* What is being asked
Return every line of the listing that includes the string "understood".
Materials provided section start
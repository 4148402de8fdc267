use std::fmt::Write;

use crate::error::Result;

use super::{FileReport, OutputFormatter};

/// How the file and line are joined in a text report line.
#[derive(Debug, Clone, Copy, PartialEq, Eq)]
enum LocationStyle {
    /// `file:line:` — understood by emacs and most editors.
    Emacs,
    /// `file(line):` — understood by the Visual Studio error list.
    Vs7,
}

pub struct TextFormatter {
    style: LocationStyle,
}

impl TextFormatter {
    #[must_use]
    pub const fn emacs() -> Self {
        Self {
            style: LocationStyle::Emacs,
        }
    }

    #[must_use]
    pub const fn vs7() -> Self {
        Self {
            style: LocationStyle::Vs7,
        }
    }
}

impl OutputFormatter for TextFormatter {
    fn format(&self, reports: &[FileReport]) -> Result<String> {
        let mut out = String::new();
        for report in reports {
            for finding in &report.findings {
                let location = match self.style {
                    LocationStyle::Emacs => format!("{}:{}:", report.path, finding.line),
                    LocationStyle::Vs7 => format!("{}({}):", report.path, finding.line),
                };
                writeln!(
                    out,
                    "{location}  {}  [{}] [{}]",
                    finding.message, finding.category, finding.confidence
                )
                .ok();
            }
        }
        Ok(out)
    }
}

#[cfg(test)]
#[path = "text_tests.rs"]
mod tests;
Materials provided section end
* Output of the task
    /// `file:line:` — understood by emacs and most editors.
    /// `file(line):` — understood by the Visual Studio error list.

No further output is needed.